The church steps at Abyssinian Baptist in Harlem held Adam Clayton Powell Junior when he organized the boycotts in the nineteen thirties and the steps held the congregation when the congregation marched from the church to the picket line and the picket line was an extension of the church steps. The church steps at Sixteenth Street Baptist in Birmingham held the children on September fifteenth nineteen sixty three and the church was bombed and four girls were killed inside but the steps survived and the surviving steps became the memorial because the steps are what you see from the street. The steps are the church's face. The face that was there before the bombing and the face that was there after the bombing and the face that is still there and the still there is the testimony.
In Rome the Spanish Steps hold tourists and lovers and street musicians and the holding of tourists and lovers and street musicians is the steps becoming a theater. The Spanish Steps are one hundred and thirty five steps rising from the Piazza di Spagna to the Trinita dei Monti church and the rising is the spectacle. People sit on every step. People sit on the steps and watch people sit on the steps and the watching people sit on the steps is the entertainment. The Spanish Steps are not church steps anymore. The Spanish Steps are city steps. The church at the top is an afterthought. The steps stole the show and the stealing the show is what church steps do when the steps are more beautiful than the church.

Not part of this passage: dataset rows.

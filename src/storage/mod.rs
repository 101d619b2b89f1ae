//! Persistence layer.
//!
//! The core consumes storage through the [`RecordStore`] trait; the
//! production implementation is SQLite via `sqlx` (WAL mode, foreign keys
//! on). Single-key writes are serialized by SQLite itself, which is the
//! only concurrency guarantee the core relies on: bid upserts are atomic
//! per `(pot_id, round)` and the last writer wins.

use async_trait::async_trait;
use chrono::NaiveDate;
use rust_decimal::Decimal;
use sqlx::sqlite::{SqliteConnectOptions, SqliteJournalMode, SqlitePool, SqlitePoolOptions, SqliteRow};
use sqlx::Row;
use std::path::Path;
use std::str::FromStr;
use tracing::{debug, info};
use uuid::Uuid;

use crate::types::{
    BidBook, HuiError, Payment, Period, Pot, PotId, PotStatus, ReminderTime, RoundEntry,
};

// ---------------------------------------------------------------------------
// Store abstraction
// ---------------------------------------------------------------------------

/// Abstraction over the record store holding pots, bids, and payments.
///
/// All write operations are atomic per key; `upsert_bid` is
/// last-write-wins on `(pot_id, round)`. Read operations return
/// snapshots — callers must treat them as potentially stale.
#[cfg_attr(test, mockall::automock)]
#[async_trait]
pub trait RecordStore: Send + Sync {
    async fn create_pot(&self, pot: &Pot) -> Result<(), HuiError>;

    /// Load a pot by id. `NotFound` when absent.
    async fn load_pot(&self, id: PotId) -> Result<Pot, HuiError>;

    async fn list_pots(&self) -> Result<Vec<Pot>, HuiError>;

    /// Mark a pot CLOSED. Terminal; there is no reopen.
    async fn close_pot(&self, id: PotId) -> Result<(), HuiError>;

    async fn set_reminder(&self, id: PotId, reminder: ReminderTime) -> Result<(), HuiError>;

    /// Delete a pot and, by cascade, its rounds and payments.
    async fn delete_pot(&self, id: PotId) -> Result<(), HuiError>;

    /// Insert or overwrite the bid for `(pot_id, round)`.
    async fn upsert_bid(
        &self,
        id: PotId,
        round: u32,
        amount: i64,
        round_date: Option<NaiveDate>,
    ) -> Result<(), HuiError>;

    /// Bid amounts keyed by round index — the settlement snapshot.
    async fn bids_for(&self, id: PotId) -> Result<BidBook, HuiError>;

    /// Full bid records including explicit dates, ascending by round.
    async fn round_entries(&self, id: PotId) -> Result<Vec<RoundEntry>, HuiError>;

    async fn record_payment(
        &self,
        id: PotId,
        pay_date: NaiveDate,
        amount: i64,
    ) -> Result<(), HuiError>;

    async fn payments_for(&self, id: PotId) -> Result<Vec<Payment>, HuiError>;
}

// ---------------------------------------------------------------------------
// SQLite implementation
// ---------------------------------------------------------------------------

const DATE_FMT: &str = "%Y-%m-%d";

/// SQLite-backed [`RecordStore`].
pub struct SqliteStore {
    pool: SqlitePool,
}

impl SqliteStore {
    /// Open the database at `path`, creating the file (and its parent
    /// directory) if missing. Schema creation is a separate, explicit
    /// [`migrate`](Self::migrate) call.
    pub async fn connect(path: &str) -> Result<Self, HuiError> {
        if let Some(dir) = Path::new(path).parent() {
            if !dir.as_os_str().is_empty() {
                std::fs::create_dir_all(dir)
                    .map_err(|e| HuiError::Storage(format!("cannot create {}: {e}", dir.display())))?;
            }
        }

        let options = SqliteConnectOptions::new()
            .filename(path)
            .create_if_missing(true)
            .journal_mode(SqliteJournalMode::Wal)
            .foreign_keys(true);

        let pool = SqlitePoolOptions::new()
            .max_connections(5)
            .connect_with(options)
            .await?;

        info!(path, "SQLite store ready");
        Ok(Self { pool })
    }

    /// Light migration: create tables if they don't exist.
    pub async fn migrate(&self) -> Result<(), HuiError> {
        sqlx::query(
            "CREATE TABLE IF NOT EXISTS pots(
                id TEXT PRIMARY KEY,
                name TEXT NOT NULL,
                period_days INTEGER NOT NULL,
                start_date TEXT NOT NULL,
                legs INTEGER NOT NULL,
                contribution INTEGER NOT NULL,
                floor_rate_pct TEXT NOT NULL,
                cap_rate_pct TEXT NOT NULL,
                fee_rate_pct TEXT NOT NULL,
                status TEXT NOT NULL,
                remind_hour INTEGER NOT NULL DEFAULT 8,
                remind_min INTEGER NOT NULL DEFAULT 0
            )",
        )
        .execute(&self.pool)
        .await?;

        sqlx::query(
            "CREATE TABLE IF NOT EXISTS rounds(
                pot_id TEXT NOT NULL REFERENCES pots(id) ON DELETE CASCADE,
                k INTEGER NOT NULL,
                bid INTEGER NOT NULL,
                round_date TEXT,
                PRIMARY KEY(pot_id, k)
            )",
        )
        .execute(&self.pool)
        .await?;

        sqlx::query(
            "CREATE TABLE IF NOT EXISTS payments(
                id INTEGER PRIMARY KEY AUTOINCREMENT,
                pot_id TEXT NOT NULL REFERENCES pots(id) ON DELETE CASCADE,
                pay_date TEXT NOT NULL,
                amount INTEGER NOT NULL
            )",
        )
        .execute(&self.pool)
        .await?;

        debug!("migrations complete");
        Ok(())
    }
}

fn pot_from_row(row: &SqliteRow) -> Result<Pot, HuiError> {
    let corrupt = |what: &str| HuiError::Storage(format!("corrupt pot record: bad {what}"));

    let id: String = row.try_get("id")?;
    let period_days: i64 = row.try_get("period_days")?;
    let start_date: String = row.try_get("start_date")?;
    let status: String = row.try_get("status")?;
    let legs: i64 = row.try_get("legs")?;
    let floor: String = row.try_get("floor_rate_pct")?;
    let cap: String = row.try_get("cap_rate_pct")?;
    let fee: String = row.try_get("fee_rate_pct")?;
    let remind_hour: i64 = row.try_get("remind_hour")?;
    let remind_min: i64 = row.try_get("remind_min")?;

    Ok(Pot {
        id: Uuid::parse_str(&id).map_err(|_| corrupt("id"))?,
        name: row.try_get("name")?,
        period: Period::from_days(period_days).ok_or_else(|| corrupt("period"))?,
        start_date: NaiveDate::parse_from_str(&start_date, DATE_FMT)
            .map_err(|_| corrupt("start_date"))?,
        legs: legs as u32,
        contribution: row.try_get("contribution")?,
        floor_rate_pct: Decimal::from_str(&floor).map_err(|_| corrupt("floor_rate_pct"))?,
        cap_rate_pct: Decimal::from_str(&cap).map_err(|_| corrupt("cap_rate_pct"))?,
        fee_rate_pct: Decimal::from_str(&fee).map_err(|_| corrupt("fee_rate_pct"))?,
        status: match status.as_str() {
            "OPEN" => PotStatus::Open,
            "CLOSED" => PotStatus::Closed,
            _ => return Err(corrupt("status")),
        },
        reminder: ReminderTime {
            hour: remind_hour as u8,
            minute: remind_min as u8,
        },
    })
}

#[async_trait]
impl RecordStore for SqliteStore {
    async fn create_pot(&self, pot: &Pot) -> Result<(), HuiError> {
        sqlx::query(
            "INSERT INTO pots(id, name, period_days, start_date, legs, contribution,
                              floor_rate_pct, cap_rate_pct, fee_rate_pct, status,
                              remind_hour, remind_min)
             VALUES(?, ?, ?, ?, ?, ?, ?, ?, ?, ?, ?, ?)",
        )
        .bind(pot.id.to_string())
        .bind(&pot.name)
        .bind(pot.period.days())
        .bind(pot.start_date.format(DATE_FMT).to_string())
        .bind(pot.legs as i64)
        .bind(pot.contribution)
        .bind(pot.floor_rate_pct.to_string())
        .bind(pot.cap_rate_pct.to_string())
        .bind(pot.fee_rate_pct.to_string())
        .bind(pot.status.to_string())
        .bind(pot.reminder.hour as i64)
        .bind(pot.reminder.minute as i64)
        .execute(&self.pool)
        .await?;

        debug!(pot_id = %pot.id, name = %pot.name, "Pot created");
        Ok(())
    }

    async fn load_pot(&self, id: PotId) -> Result<Pot, HuiError> {
        let row = sqlx::query("SELECT * FROM pots WHERE id = ?")
            .bind(id.to_string())
            .fetch_optional(&self.pool)
            .await?
            .ok_or_else(|| HuiError::NotFound(format!("pot {id}")))?;
        pot_from_row(&row)
    }

    async fn list_pots(&self) -> Result<Vec<Pot>, HuiError> {
        let rows = sqlx::query("SELECT * FROM pots ORDER BY start_date, name")
            .fetch_all(&self.pool)
            .await?;
        rows.iter().map(pot_from_row).collect()
    }

    async fn close_pot(&self, id: PotId) -> Result<(), HuiError> {
        let result = sqlx::query("UPDATE pots SET status = 'CLOSED' WHERE id = ?")
            .bind(id.to_string())
            .execute(&self.pool)
            .await?;
        if result.rows_affected() == 0 {
            return Err(HuiError::NotFound(format!("pot {id}")));
        }
        info!(pot_id = %id, "Pot closed");
        Ok(())
    }

    async fn set_reminder(&self, id: PotId, reminder: ReminderTime) -> Result<(), HuiError> {
        let result = sqlx::query("UPDATE pots SET remind_hour = ?, remind_min = ? WHERE id = ?")
            .bind(reminder.hour as i64)
            .bind(reminder.minute as i64)
            .bind(id.to_string())
            .execute(&self.pool)
            .await?;
        if result.rows_affected() == 0 {
            return Err(HuiError::NotFound(format!("pot {id}")));
        }
        debug!(pot_id = %id, reminder = %reminder, "Reminder updated");
        Ok(())
    }

    async fn delete_pot(&self, id: PotId) -> Result<(), HuiError> {
        let result = sqlx::query("DELETE FROM pots WHERE id = ?")
            .bind(id.to_string())
            .execute(&self.pool)
            .await?;
        if result.rows_affected() == 0 {
            return Err(HuiError::NotFound(format!("pot {id}")));
        }
        info!(pot_id = %id, "Pot deleted");
        Ok(())
    }

    async fn upsert_bid(
        &self,
        id: PotId,
        round: u32,
        amount: i64,
        round_date: Option<NaiveDate>,
    ) -> Result<(), HuiError> {
        sqlx::query(
            "INSERT INTO rounds(pot_id, k, bid, round_date) VALUES(?, ?, ?, ?)
             ON CONFLICT(pot_id, k) DO UPDATE
             SET bid = excluded.bid, round_date = excluded.round_date",
        )
        .bind(id.to_string())
        .bind(round as i64)
        .bind(amount)
        .bind(round_date.map(|d| d.format(DATE_FMT).to_string()))
        .execute(&self.pool)
        .await?;

        debug!(pot_id = %id, round, amount, "Bid upserted");
        Ok(())
    }

    async fn bids_for(&self, id: PotId) -> Result<BidBook, HuiError> {
        let rows = sqlx::query("SELECT k, bid FROM rounds WHERE pot_id = ?")
            .bind(id.to_string())
            .fetch_all(&self.pool)
            .await?;
        rows.iter()
            .map(|row| {
                let k: i64 = row.try_get("k")?;
                let bid: i64 = row.try_get("bid")?;
                Ok((k as u32, bid))
            })
            .collect()
    }

    async fn round_entries(&self, id: PotId) -> Result<Vec<RoundEntry>, HuiError> {
        let rows = sqlx::query("SELECT k, bid, round_date FROM rounds WHERE pot_id = ? ORDER BY k")
            .bind(id.to_string())
            .fetch_all(&self.pool)
            .await?;
        rows.iter()
            .map(|row| {
                let k: i64 = row.try_get("k")?;
                let bid: i64 = row.try_get("bid")?;
                let date: Option<String> = row.try_get("round_date")?;
                let round_date = match date {
                    Some(d) => Some(
                        NaiveDate::parse_from_str(&d, DATE_FMT)
                            .map_err(|_| HuiError::Storage("corrupt round date".to_string()))?,
                    ),
                    None => None,
                };
                Ok(RoundEntry {
                    pot_id: id,
                    round: k as u32,
                    amount: bid,
                    round_date,
                })
            })
            .collect()
    }

    async fn record_payment(
        &self,
        id: PotId,
        pay_date: NaiveDate,
        amount: i64,
    ) -> Result<(), HuiError> {
        sqlx::query("INSERT INTO payments(pot_id, pay_date, amount) VALUES(?, ?, ?)")
            .bind(id.to_string())
            .bind(pay_date.format(DATE_FMT).to_string())
            .bind(amount)
            .execute(&self.pool)
            .await?;
        debug!(pot_id = %id, amount, "Payment recorded");
        Ok(())
    }

    async fn payments_for(&self, id: PotId) -> Result<Vec<Payment>, HuiError> {
        let rows =
            sqlx::query("SELECT pay_date, amount FROM payments WHERE pot_id = ? ORDER BY pay_date, id")
                .bind(id.to_string())
                .fetch_all(&self.pool)
                .await?;
        rows.iter()
            .map(|row| {
                let date: String = row.try_get("pay_date")?;
                let amount: i64 = row.try_get("amount")?;
                Ok(Payment {
                    pot_id: id,
                    pay_date: NaiveDate::parse_from_str(&date, DATE_FMT)
                        .map_err(|_| HuiError::Storage("corrupt payment date".to_string()))?,
                    amount,
                })
            })
            .collect()
    }
}

// ---------------------------------------------------------------------------
// Tests
// ---------------------------------------------------------------------------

You walk past the church at midnight and the church is locked and the locked church is the church protecting itself from the city. But the steps are still there. The steps are unlocked. The steps cannot be locked because the steps are outside and the outside belongs to everyone. The person sleeping on the church steps at midnight is the city's contradiction. The church preaches shelter and the church locks its door and the locked door pushes the person onto the steps and the person on the steps is the sermon the church did not intend to deliver. The church steps at midnight. The person sleeping. The locked door. The steeple pointing at the sky. The steps holding someone the building will not hold. The church steps are the most honest part of any church because the church steps cannot pretend. The church steps are stone. The stone does not lock. The stone holds whoever comes.